* What you should do: Among the entries below, find every line that contains the string "sync", then copy it.

* Data to examine:
◇ ◇ ◇
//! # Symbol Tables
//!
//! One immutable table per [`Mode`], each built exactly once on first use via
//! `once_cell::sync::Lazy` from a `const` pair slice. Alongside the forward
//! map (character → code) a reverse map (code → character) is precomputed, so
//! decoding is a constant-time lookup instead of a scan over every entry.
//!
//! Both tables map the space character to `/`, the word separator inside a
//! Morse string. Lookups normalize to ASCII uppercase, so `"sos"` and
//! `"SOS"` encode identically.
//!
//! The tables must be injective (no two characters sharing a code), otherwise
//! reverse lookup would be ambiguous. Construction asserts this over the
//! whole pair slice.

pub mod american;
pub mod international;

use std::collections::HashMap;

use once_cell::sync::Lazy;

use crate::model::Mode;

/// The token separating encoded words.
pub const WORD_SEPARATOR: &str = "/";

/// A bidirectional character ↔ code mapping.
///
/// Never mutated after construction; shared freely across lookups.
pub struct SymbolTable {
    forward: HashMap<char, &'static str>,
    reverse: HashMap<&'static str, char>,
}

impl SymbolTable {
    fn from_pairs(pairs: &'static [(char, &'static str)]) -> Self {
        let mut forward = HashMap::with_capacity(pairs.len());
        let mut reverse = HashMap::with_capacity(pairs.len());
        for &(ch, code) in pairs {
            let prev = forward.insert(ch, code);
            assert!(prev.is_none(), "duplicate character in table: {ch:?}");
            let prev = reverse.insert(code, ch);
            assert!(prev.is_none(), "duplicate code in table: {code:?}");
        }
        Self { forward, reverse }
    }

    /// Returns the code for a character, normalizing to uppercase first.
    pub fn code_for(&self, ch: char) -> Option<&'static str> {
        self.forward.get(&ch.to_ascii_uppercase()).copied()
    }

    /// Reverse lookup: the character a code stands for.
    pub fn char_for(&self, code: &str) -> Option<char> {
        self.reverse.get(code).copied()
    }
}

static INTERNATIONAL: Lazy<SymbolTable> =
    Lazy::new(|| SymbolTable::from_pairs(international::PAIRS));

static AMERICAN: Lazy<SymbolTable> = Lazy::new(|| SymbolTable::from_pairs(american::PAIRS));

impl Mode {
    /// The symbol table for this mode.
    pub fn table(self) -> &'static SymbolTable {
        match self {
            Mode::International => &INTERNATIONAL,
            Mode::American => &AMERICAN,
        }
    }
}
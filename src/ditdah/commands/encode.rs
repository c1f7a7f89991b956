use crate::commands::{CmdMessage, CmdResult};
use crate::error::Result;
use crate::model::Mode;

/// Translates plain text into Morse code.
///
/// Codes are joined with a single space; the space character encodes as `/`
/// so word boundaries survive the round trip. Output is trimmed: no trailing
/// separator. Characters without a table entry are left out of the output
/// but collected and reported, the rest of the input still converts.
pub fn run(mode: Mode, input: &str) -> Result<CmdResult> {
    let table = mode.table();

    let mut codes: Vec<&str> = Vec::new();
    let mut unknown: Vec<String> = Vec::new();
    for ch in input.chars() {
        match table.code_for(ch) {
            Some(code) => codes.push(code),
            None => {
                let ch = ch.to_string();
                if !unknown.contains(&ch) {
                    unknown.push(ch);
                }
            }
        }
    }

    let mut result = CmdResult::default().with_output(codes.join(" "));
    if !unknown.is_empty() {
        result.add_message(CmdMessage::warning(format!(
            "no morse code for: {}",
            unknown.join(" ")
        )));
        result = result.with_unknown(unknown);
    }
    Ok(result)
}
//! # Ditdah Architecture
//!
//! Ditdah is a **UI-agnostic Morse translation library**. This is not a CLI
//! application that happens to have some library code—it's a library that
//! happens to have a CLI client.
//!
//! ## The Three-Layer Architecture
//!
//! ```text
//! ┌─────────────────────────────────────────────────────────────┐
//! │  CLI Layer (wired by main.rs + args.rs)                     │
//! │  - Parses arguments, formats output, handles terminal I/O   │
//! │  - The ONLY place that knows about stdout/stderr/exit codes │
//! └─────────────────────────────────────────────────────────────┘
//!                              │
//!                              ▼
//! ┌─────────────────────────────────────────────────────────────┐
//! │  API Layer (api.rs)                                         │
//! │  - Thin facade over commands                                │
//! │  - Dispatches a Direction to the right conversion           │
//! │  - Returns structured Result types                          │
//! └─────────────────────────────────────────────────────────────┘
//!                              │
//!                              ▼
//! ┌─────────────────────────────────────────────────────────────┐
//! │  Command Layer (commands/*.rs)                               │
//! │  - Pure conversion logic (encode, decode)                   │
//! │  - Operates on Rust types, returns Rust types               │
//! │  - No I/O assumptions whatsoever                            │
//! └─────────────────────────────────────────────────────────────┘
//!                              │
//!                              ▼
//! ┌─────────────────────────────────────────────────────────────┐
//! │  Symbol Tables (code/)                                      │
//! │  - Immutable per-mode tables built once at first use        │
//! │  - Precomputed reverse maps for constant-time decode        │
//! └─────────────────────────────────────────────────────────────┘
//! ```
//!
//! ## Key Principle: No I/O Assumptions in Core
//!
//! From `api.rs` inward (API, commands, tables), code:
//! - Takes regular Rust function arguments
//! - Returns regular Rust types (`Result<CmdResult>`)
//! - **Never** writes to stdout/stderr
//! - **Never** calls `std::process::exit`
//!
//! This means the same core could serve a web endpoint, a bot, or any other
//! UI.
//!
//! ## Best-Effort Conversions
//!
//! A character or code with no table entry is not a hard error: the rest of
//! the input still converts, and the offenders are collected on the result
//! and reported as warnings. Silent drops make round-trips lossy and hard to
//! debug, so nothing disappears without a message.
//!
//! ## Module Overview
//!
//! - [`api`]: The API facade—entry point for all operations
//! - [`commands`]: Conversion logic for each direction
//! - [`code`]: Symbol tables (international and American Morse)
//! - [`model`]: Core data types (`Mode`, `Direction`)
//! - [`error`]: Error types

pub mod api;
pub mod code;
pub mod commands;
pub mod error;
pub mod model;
◇ ◇ ◇
* Your solution:
//! `once_cell::sync::Lazy` from a `const` pair slice. Alongside the forward
use once_cell::sync::Lazy;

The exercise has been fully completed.